**Aim of the exercise:**
Please report how many lines in the following material hold the string "WorkerState", giving only the number.

**Records supplied:**

- - - - - - -

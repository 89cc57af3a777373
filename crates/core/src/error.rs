//! Unified error types for cycleways-sw.
//!
//! Every variant renders with a stable code prefix so hosts can match on
//! the category without parsing the message.

use rmcp::model::{ErrorCode, ErrorData as McpError};
use tokio_rusqlite::rusqlite;

/// Unified error types for the worker and its host.
#[derive(Debug, thiserror::Error)]
pub enum Error {
    /// Invalid input parameters (e.g., an unknown request mode).
    #[error("INVALID_INPUT: {0}")]
    InvalidInput(String),

    /// URL could not be parsed or resolved against the origin.
    #[error("INVALID_URL: {0}")]
    InvalidUrl(String),

    /// No entry in the current store for the given request.
    #[error("CACHE_MISS: {0}")]
    CacheMiss(String),

    /// Database operation failed.
    #[error("CACHE_ERROR: {0}")]
    Database(tokio_rusqlite::Error),

    /// Migration failed to apply.
    #[error("CACHE_ERROR: migration failed: {0}")]
    MigrationFailed(String),

    /// Stored headers could not be encoded or decoded.
    #[error("CACHE_ERROR: corrupt entry: {0}")]
    CorruptEntry(String),

    /// Network layer failure (connection refused, DNS, body read).
    #[error("NETWORK_ERROR: {0}")]
    Network(String),

    /// Lifecycle event arrived in a state that cannot handle it.
    #[error("WORKER_STATE: {0}")]
    WorkerState(String),
}

impl From<tokio_rusqlite::Error<Error>> for Error {
    fn from(err: tokio_rusqlite::Error<Error>) -> Self {
        match err {
            tokio_rusqlite::Error::Error(e) => e,
            tokio_rusqlite::Error::ConnectionClosed => Error::Database(tokio_rusqlite::Error::ConnectionClosed),
            tokio_rusqlite::Error::Close(c) => Error::Database(tokio_rusqlite::Error::Close(c)),
            _ => Error::Database(tokio_rusqlite::Error::ConnectionClosed),
        }
    }
}

impl From<tokio_rusqlite::Error<rusqlite::Error>> for Error {
    fn from(err: tokio_rusqlite::Error<rusqlite::Error>) -> Self {
        Error::Database(err)
    }
}

impl From<rusqlite::Error> for Error {
    fn from(err: rusqlite::Error) -> Self {
        Error::Database(tokio_rusqlite::Error::Error(err))
    }
}

impl From<serde_json::Error> for Error {
    fn from(err: serde_json::Error) -> Self {
        Error::CorruptEntry(err.to_string())
    }
}

impl From<Error> for McpError {
    fn from(err: Error) -> Self {
        let (code, message) = match &err {
            Error::InvalidInput(msg) => (-32602, msg.clone()),
            Error::CacheMiss(msg) => (-32001, msg.clone()),
            Error::InvalidUrl(msg) => (-32003, msg.clone()),
            Error::Network(msg) => (-32008, msg.clone()),
            Error::WorkerState(msg) => (-32013, msg.clone()),
            Error::Database(e) => (-32002, e.to_string()),
            Error::MigrationFailed(msg) => (-32002, msg.clone()),
            Error::CorruptEntry(msg) => (-32002, msg.clone()),
        };

        McpError { code: ErrorCode(code), message: message.into(), data: None }
    }
}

- - - - - - -

**Output of the task:**
2